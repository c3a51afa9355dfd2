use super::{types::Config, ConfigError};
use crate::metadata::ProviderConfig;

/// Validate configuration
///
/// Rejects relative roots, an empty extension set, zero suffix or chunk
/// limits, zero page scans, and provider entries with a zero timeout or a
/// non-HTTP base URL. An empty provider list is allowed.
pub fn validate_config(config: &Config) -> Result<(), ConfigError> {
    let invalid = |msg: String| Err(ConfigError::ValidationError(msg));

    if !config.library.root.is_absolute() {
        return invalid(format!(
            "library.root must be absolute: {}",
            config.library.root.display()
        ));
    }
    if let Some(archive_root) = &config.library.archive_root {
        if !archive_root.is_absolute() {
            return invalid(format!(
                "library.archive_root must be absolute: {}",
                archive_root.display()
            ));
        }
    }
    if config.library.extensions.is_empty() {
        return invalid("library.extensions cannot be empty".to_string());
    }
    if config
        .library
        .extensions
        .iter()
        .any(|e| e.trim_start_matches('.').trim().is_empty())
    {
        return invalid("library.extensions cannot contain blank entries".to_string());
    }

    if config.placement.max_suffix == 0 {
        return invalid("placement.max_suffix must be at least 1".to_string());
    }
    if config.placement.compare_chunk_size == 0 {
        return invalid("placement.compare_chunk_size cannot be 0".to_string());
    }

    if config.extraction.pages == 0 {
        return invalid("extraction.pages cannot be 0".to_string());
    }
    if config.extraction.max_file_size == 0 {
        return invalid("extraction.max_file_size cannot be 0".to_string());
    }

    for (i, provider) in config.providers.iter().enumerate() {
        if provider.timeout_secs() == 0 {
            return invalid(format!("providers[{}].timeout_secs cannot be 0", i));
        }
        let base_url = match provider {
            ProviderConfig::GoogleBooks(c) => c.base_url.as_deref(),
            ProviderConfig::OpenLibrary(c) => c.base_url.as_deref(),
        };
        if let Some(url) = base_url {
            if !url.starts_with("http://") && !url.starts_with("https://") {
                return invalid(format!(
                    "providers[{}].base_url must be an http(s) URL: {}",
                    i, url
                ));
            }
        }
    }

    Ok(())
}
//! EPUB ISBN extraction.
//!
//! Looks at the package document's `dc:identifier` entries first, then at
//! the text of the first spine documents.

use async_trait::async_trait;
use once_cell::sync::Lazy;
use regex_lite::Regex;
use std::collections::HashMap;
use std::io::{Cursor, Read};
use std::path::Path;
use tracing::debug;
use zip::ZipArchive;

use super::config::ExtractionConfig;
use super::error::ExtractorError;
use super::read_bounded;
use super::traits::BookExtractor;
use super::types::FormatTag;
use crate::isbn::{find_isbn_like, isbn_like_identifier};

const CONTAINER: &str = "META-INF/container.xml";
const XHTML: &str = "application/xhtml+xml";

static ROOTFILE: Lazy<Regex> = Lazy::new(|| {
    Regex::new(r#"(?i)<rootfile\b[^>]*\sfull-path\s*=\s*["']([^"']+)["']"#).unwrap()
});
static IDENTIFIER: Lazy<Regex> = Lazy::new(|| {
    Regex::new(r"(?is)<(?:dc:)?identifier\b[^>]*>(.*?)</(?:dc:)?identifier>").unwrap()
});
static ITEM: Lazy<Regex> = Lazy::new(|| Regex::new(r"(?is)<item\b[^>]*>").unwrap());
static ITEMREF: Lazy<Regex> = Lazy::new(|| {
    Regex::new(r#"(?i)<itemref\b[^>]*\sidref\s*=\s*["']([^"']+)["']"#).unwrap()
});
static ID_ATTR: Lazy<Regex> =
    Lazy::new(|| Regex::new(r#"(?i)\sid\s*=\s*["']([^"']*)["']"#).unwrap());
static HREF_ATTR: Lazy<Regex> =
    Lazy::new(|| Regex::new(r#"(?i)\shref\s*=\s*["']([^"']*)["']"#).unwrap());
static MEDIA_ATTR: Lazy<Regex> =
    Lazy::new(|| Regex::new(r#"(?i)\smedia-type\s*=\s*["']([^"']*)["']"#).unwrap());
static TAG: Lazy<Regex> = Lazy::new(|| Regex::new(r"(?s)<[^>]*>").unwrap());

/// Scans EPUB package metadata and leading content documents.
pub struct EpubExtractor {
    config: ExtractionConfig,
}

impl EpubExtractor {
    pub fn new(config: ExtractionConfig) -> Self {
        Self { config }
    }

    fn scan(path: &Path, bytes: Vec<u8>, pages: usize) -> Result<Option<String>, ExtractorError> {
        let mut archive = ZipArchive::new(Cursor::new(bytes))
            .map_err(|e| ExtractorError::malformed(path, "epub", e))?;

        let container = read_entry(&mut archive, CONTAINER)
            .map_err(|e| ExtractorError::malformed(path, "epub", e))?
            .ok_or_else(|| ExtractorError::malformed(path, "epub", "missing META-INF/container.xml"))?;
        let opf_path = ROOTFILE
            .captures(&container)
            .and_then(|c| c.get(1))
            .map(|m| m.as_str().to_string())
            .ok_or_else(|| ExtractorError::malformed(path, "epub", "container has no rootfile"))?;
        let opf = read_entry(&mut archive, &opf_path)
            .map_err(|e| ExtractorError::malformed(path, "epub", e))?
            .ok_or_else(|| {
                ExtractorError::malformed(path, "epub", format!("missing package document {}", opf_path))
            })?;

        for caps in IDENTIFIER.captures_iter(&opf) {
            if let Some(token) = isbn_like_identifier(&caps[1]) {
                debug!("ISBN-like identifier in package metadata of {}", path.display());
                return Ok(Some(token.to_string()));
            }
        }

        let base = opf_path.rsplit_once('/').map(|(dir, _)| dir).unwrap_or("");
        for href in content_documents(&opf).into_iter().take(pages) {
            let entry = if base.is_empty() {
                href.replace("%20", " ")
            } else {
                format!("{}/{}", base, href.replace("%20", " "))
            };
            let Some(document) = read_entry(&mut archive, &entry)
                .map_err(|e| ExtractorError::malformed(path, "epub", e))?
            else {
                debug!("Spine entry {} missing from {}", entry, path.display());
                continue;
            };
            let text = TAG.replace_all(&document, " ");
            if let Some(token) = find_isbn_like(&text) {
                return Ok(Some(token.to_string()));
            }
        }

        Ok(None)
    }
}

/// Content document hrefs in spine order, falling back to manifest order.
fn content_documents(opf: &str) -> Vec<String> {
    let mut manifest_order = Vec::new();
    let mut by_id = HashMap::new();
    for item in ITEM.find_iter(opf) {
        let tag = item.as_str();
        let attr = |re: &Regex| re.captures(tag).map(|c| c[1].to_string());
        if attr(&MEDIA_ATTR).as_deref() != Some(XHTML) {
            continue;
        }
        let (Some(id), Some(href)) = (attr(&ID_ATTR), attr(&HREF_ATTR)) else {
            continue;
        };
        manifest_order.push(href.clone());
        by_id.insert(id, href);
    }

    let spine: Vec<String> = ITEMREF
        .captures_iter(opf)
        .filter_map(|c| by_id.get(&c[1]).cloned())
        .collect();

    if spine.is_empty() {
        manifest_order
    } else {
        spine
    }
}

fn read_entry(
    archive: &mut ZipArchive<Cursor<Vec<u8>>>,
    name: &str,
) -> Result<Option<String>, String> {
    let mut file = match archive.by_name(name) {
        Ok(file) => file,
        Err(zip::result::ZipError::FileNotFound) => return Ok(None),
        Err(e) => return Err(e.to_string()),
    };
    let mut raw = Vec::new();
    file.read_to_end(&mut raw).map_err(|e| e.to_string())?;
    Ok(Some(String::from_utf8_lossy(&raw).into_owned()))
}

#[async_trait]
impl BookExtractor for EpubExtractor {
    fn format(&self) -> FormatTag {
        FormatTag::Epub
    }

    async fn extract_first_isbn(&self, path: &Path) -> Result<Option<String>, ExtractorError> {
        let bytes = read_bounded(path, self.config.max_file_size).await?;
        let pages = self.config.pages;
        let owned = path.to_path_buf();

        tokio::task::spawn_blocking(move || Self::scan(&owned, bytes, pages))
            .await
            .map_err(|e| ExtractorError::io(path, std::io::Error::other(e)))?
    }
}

TASK DETAILS:
When you reach the line with "first spine documents." in the records above, start writing out lines exactly, and stop once the line with "static MEDIA_ATTR: Lazy<Regex>" has been written; include nothing else.

SOLUTION TO THIS EXERCISE:
//! the text of the first spine documents.

use async_trait::async_trait;
use once_cell::sync::Lazy;
use regex_lite::Regex;
use std::collections::HashMap;
use std::io::{Cursor, Read};
use std::path::Path;
use tracing::debug;
use zip::ZipArchive;

use super::config::ExtractionConfig;
use super::error::ExtractorError;
use super::read_bounded;
use super::traits::BookExtractor;
use super::types::FormatTag;
use crate::isbn::{find_isbn_like, isbn_like_identifier};

const CONTAINER: &str = "META-INF/container.xml";
const XHTML: &str = "application/xhtml+xml";

static ROOTFILE: Lazy<Regex> = Lazy::new(|| {
    Regex::new(r#"(?i)<rootfile\b[^>]*\sfull-path\s*=\s*["']([^"']+)["']"#).unwrap()
});
static IDENTIFIER: Lazy<Regex> = Lazy::new(|| {
    Regex::new(r"(?is)<(?:dc:)?identifier\b[^>]*>(.*?)</(?:dc:)?identifier>").unwrap()
});
static ITEM: Lazy<Regex> = Lazy::new(|| Regex::new(r"(?is)<item\b[^>]*>").unwrap());
static ITEMREF: Lazy<Regex> = Lazy::new(|| {
    Regex::new(r#"(?i)<itemref\b[^>]*\sidref\s*=\s*["']([^"']+)["']"#).unwrap()
});
static ID_ATTR: Lazy<Regex> =
    Lazy::new(|| Regex::new(r#"(?i)\sid\s*=\s*["']([^"']*)["']"#).unwrap());
static HREF_ATTR: Lazy<Regex> =
    Lazy::new(|| Regex::new(r#"(?i)\shref\s*=\s*["']([^"']*)["']"#).unwrap());
static MEDIA_ATTR: Lazy<Regex> =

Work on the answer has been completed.